Would have been more consistent with principles governing proper administration of justice for sentence in respect of both offences, which resulted from same criminal act, to have been passed by same court in single set of proceedings. Irrelevant as regards compliance with Article 4 of Protocol No. 7 that that procedure had not been followed in instant case.
Case before Court therefore distinguishable from case of Gradinger in which two different courts had come to inconsistent findings on applicant’s blood alcohol level.
Conclusion: no violation (eight votes to one).
COURT'S CASE-LAW REFERRED TO
23.10.1995, Gradinger v. Austria
In the case of Oliveira v. Switzerland2,
The European Court of Human Rights, sitting, in accordance with Article 43 of the Convention for the Protection of Human Rights and Fundamental Freedoms (“the Convention”) and the relevant provisions of Rules of Court B3, as a Chamber composed of the following judges:
Mr R. Bernhardt, President,
Mr F. Gölcüklü,
Mr A.N. Loizou,
Mr L. Wildhaber,
Mr B. Repik,
Mr P. Kūris,
Mr E. Levits,
Mr P. van Dijk,
Mr M. Voicu,
and also of Mr H. Petzold, Registrar, and Mr P.J. Mahoney, Deputy Registrar,
Having deliberated in private on 20 April and 22 June 1998,
Delivers the following judgment, which was adopted on the last-mentioned date:
1. The case was referred to the Court by a Portuguese national, Mrs Maria Celeste Vieira Veloso de Oliveira (“the applicant”), on 25 August 1997 and by the European Commission of Human Rights (“the Commission”) on 22 September 1997, within the three-month period laid down by Article 32 § 1 and Article 47 of the Convention. It originated in an application (no. 25711/94) against the Swiss Confederation lodged with the Commission under Article 25 by the applicant on 22 October 1994.
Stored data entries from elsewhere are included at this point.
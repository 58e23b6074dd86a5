use clap::parser::ValueSource;
use clap::{ArgMatches, CommandFactory, FromArgMatches, Parser};
use figment::{
    providers::{Env, Format, Serialized, Toml},
    Figment,
};
use serde::{Deserialize, Serialize};
use serde_json::{Map, Value};

/// Which pub/sub backend carries chat events between ingest and fan-out.
#[derive(clap::ValueEnum, Serialize, Deserialize, Clone, Copy, Debug, PartialEq, Eq)]
#[serde(rename_all = "lowercase")]
pub enum BrokerKind {
    /// In-process topic, single node only
    Memory,
    /// External nsqd over its TCP protocol
    Nsq,
}

/// Turbo chat delivery server
#[derive(Parser, Serialize, Deserialize, Clone, Debug)]
#[command(name = "turbo-server", version, about = "Turbo real-time chat server")]
pub struct Config {
    /// Port to listen on
    #[arg(long, env = "TURBO_PORT", default_value = "8080")]
    pub port: u16,

    /// Bind address
    #[arg(long, env = "TURBO_BIND_ADDRESS", default_value = "0.0.0.0")]
    pub bind_address: String,

    /// Path to TOML config file
    #[arg(long, default_value = "./turbo.toml")]
    pub config: String,

    /// Enable structured JSON logging (for Docker/production)
    #[arg(long, env = "TURBO_JSON_LOGS")]
    pub json_logs: bool,

    /// Output a commented TOML config template and exit
    #[arg(long)]
    pub generate_config: bool,

    /// Data directory for persistent state (DB, signing key)
    #[arg(long, env = "TURBO_DATA_DIR", default_value = "./data")]
    pub data_dir: String,

    /// HS256 signing secret for locally issued tokens.
    /// Empty means a random key is loaded from (or generated into) data_dir.
    #[arg(long, env = "TURBO_JWT_SECRET", default_value = "")]
    pub jwt_secret: String,

    /// Base URL of the remote auth/storage provider. Tokens are checked
    /// against {auth_url}/auth/v1/user before local verification.
    #[arg(long, env = "TURBO_AUTH_URL")]
    pub auth_url: Option<String>,

    /// API key sent as the `apikey` header to the remote auth provider
    #[arg(long, env = "TURBO_AUTH_API_KEY")]
    pub auth_api_key: Option<String>,

    /// Service key used by cleanup jobs against the storage API
    #[arg(long, env = "TURBO_STORAGE_SERVICE_KEY")]
    pub storage_service_key: Option<String>,

    /// Broker backend
    #[arg(long, env = "TURBO_BROKER", value_enum, default_value = "memory")]
    pub broker: BrokerKind,

    /// nsqd TCP address (broker = "nsq")
    #[arg(long, env = "TURBO_NSQD_ADDRESS", default_value = "127.0.0.1:4150")]
    pub nsqd_address: String,

    /// Topic chat events are published to
    #[arg(long, env = "TURBO_TOPIC", default_value = "chat")]
    pub topic: String,

    /// NSQ channel this process consumes the topic through
    #[arg(long, env = "TURBO_CHANNEL", default_value = "channel_turbo")]
    pub channel: String,

    /// Per-connection outbound queue depth; a full queue drops broadcasts to that client
    #[arg(long, env = "TURBO_OUTBOUND_QUEUE", default_value = "256")]
    pub outbound_queue: usize,

    /// Close connections that send no frames for this many seconds (disabled when unset)
    #[arg(long, env = "TURBO_IDLE_TIMEOUT_SECS")]
    pub idle_timeout_secs: Option<u64>,

    /// Number of cleanup workers
    #[arg(long, env = "TURBO_CLEANUP_WORKERS", default_value = "2")]
    pub cleanup_workers: usize,

    /// Cleanup queue capacity; submissions beyond it are rejected
    #[arg(long, env = "TURBO_CLEANUP_QUEUE", default_value = "64")]
    pub cleanup_queue: usize,
}

impl Default for Config {
    fn default() -> Self {
        Self {
            port: 8080,
            bind_address: "0.0.0.0".to_string(),
            config: "./turbo.toml".to_string(),
            json_logs: false,
            generate_config: false,
            data_dir: "./data".to_string(),
            jwt_secret: String::new(),
            auth_url: None,
            auth_api_key: None,
            storage_service_key: None,
            broker: BrokerKind::Memory,
            nsqd_address: "127.0.0.1:4150".to_string(),
            topic: "chat".to_string(),
            channel: "channel_turbo".to_string(),
            outbound_queue: 256,
            idle_timeout_secs: None,
            cleanup_workers: 2,
            cleanup_queue: 64,
        }
    }
}

impl Config {
    /// Load config with layered precedence:
    /// built-in defaults < TOML file < env vars (TURBO_*) < CLI args
    pub fn load() -> Result<Self, figment::Error> {
        Self::from_matches(&Config::command().get_matches())
    }

    fn from_matches(matches: &ArgMatches) -> Result<Self, figment::Error> {
        let cli = Config::from_arg_matches(matches).map_err(|e| figment::Error::from(e.to_string()))?;
        Self::figment(&cli, explicit_args(matches, &cli)).extract()
    }

    fn figment(cli: &Config, explicit: Map<String, Value>) -> Figment {
        Figment::new()
            .merge(Serialized::defaults(Config::default()))
            .merge(Toml::file(&cli.config))
            .merge(Env::prefixed("TURBO_"))
            .merge(Serialized::defaults(explicit))
    }

    /// Remote auth base URL with any trailing slash removed.
    pub fn auth_base(&self) -> Option<&str> {
        self.auth_url
            .as_deref()
            .map(|url| url.trim_end_matches('/'))
            .filter(|url| !url.is_empty())
    }
}

/// Only the values typed on the command line. clap fills every other field
/// with its default, which must not shadow the file or the environment.
fn explicit_args(matches: &ArgMatches, cli: &Config) -> Map<String, Value> {
    let Ok(Value::Object(all)) = serde_json::to_value(cli) else {
        return Map::new();
    };
    all.into_iter()
        .filter(|(key, _)| {
            matches!(
                matches.value_source(key),
                Some(ValueSource::CommandLine)
            )
        })
        .collect()
}

/// Generate a commented TOML config template
pub fn generate_config_template() -> String {
    r#"# Turbo Chat Server Configuration
# Place this file at ./turbo.toml or specify with --config <path>
# All settings can be overridden via environment variables (TURBO_PORT, etc.)
# or CLI flags (--port, etc.)

# Server port (default: 8080)
# port = 8080

# Bind address (default: 0.0.0.0, all interfaces)
# bind_address = "0.0.0.0"

# Enable structured JSON logging for Docker/production
# json_logs = false

# Data directory for the SQLite database and generated signing key
# data_dir = "./data"

# HS256 secret for locally issued tokens. Leave empty to use a generated key.
# jwt_secret = ""

# ---- Remote auth / storage provider ----
# Tokens are validated against {auth_url}/auth/v1/user first and fall back to
# local verification when that call fails.
# auth_url = "https://project.example.co"
# auth_api_key = ""
# storage_service_key = ""

# ---- Broker ----
# "memory" keeps fan-out inside this process; "nsq" publishes through nsqd.
# broker = "memory"
# nsqd_address = "127.0.0.1:4150"
# topic = "chat"
# channel = "channel_turbo"

# ---- Connections ----
# Outbound frames queued per client before broadcasts to it are dropped
# outbound_queue = 256

# Disconnect clients that send nothing for this long (disabled by default)
# idle_timeout_secs = 300

# ---- Cleanup workers (superseded avatar deletion) ----
# cleanup_workers = 2
# cleanup_queue = 64
"#
    .to_string()
}

#[cfg(test)]
mod tests {
    use super::*;

    fn matches(args: &[&str]) -> ArgMatches {
        Config::command()
            .try_get_matches_from(std::iter::once("turbo-server").chain(args.iter().copied()))
            .unwrap()
    }

    fn write_toml(dir: &tempfile::TempDir, body: &str) -> String {
        let path = dir.path().join("turbo.toml");
        std::fs::write(&path, body).unwrap();
        path.to_str().unwrap().to_string()
    }

    #[test]
    fn test_defaults_extract_without_file() {
        let config = Config::from_matches(&matches(&["--config", "/nonexistent/turbo.toml"])).unwrap();
        assert_eq!(config.port, 8080);
        assert_eq!(config.broker, BrokerKind::Memory);
        assert_eq!(config.topic, "chat");
        assert!(config.idle_timeout_secs.is_none());
    }

    #[test]
    fn test_toml_file_overrides_defaults() {
        let dir = tempfile::tempdir().unwrap();
        let path = write_toml(
            &dir,
            "port = 9999\nbroker = \"nsq\"\ntopic = \"room\"\nidle_timeout_secs = 120\n",
        );

        let config = Config::from_matches(&matches(&["--config", &path])).unwrap();
        assert_eq!(config.port, 9999);
        assert_eq!(config.broker, BrokerKind::Nsq);
        assert_eq!(config.topic, "room");
        assert_eq!(config.idle_timeout_secs, Some(120));
        assert_eq!(config.config, path);
    }

    #[test]
    fn test_explicit_cli_flags_override_toml() {
        let dir = tempfile::tempdir().unwrap();
        let path = write_toml(&dir, "port = 9999\nbroker = \"nsq\"\n");

        let config = Config::from_matches(&matches(&[
            "--config",
            &path,
            "--port",
            "7000",
            "--json-logs",
        ]))
        .unwrap();
        assert_eq!(config.port, 7000);
        assert!(config.json_logs);
        // Not given on the command line, so the file still wins.
        assert_eq!(config.broker, BrokerKind::Nsq);
    }

    #[test]
    fn test_auth_base_trims_trailing_slash() {
        let config = Config {
            auth_url: Some("https://auth.example.co/".to_string()),
            ..Config::default()
        };
        assert_eq!(config.auth_base(), Some("https://auth.example.co"));

        let empty = Config {
            auth_url: Some(String::new()),
            ..Config::default()
        };
        assert_eq!(empty.auth_base(), None);
    }

    #[test]
    fn test_template_mentions_every_section() {
        let template = generate_config_template();
        assert!(template.contains("broker"));
        assert!(template.contains("idle_timeout_secs"));
        assert!(template.contains("cleanup_workers"));
    }
}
The Commission’s request referred to Articles 44 and 48 as amended by Protocol No. 9 as regards Switzerland and to the declaration whereby Switzerland recognised the compulsory jurisdiction of the Court (Article 46). Mrs Oliveira’s application to the Court referred to Article 48 of the Convention. The object of the request and of the application was to obtain a decision as to whether the facts of the case disclosed a breach by the respondent State of its obligations under Article 4 of Protocol No. 7.
2. In response to the enquiry made in accordance with Rule 35 § 3 (d) of Rules of Court B, the applicant designated the lawyer, Mr A. von Albertini who would represent her (Rule 31). He was given leave by the President of the Chamber to use the German language (Rule 28 § 3). Having originally been designated in the proceedings before the Commission by the initials C.M.L.-O., the applicant subsequently agreed to the disclosure of her name.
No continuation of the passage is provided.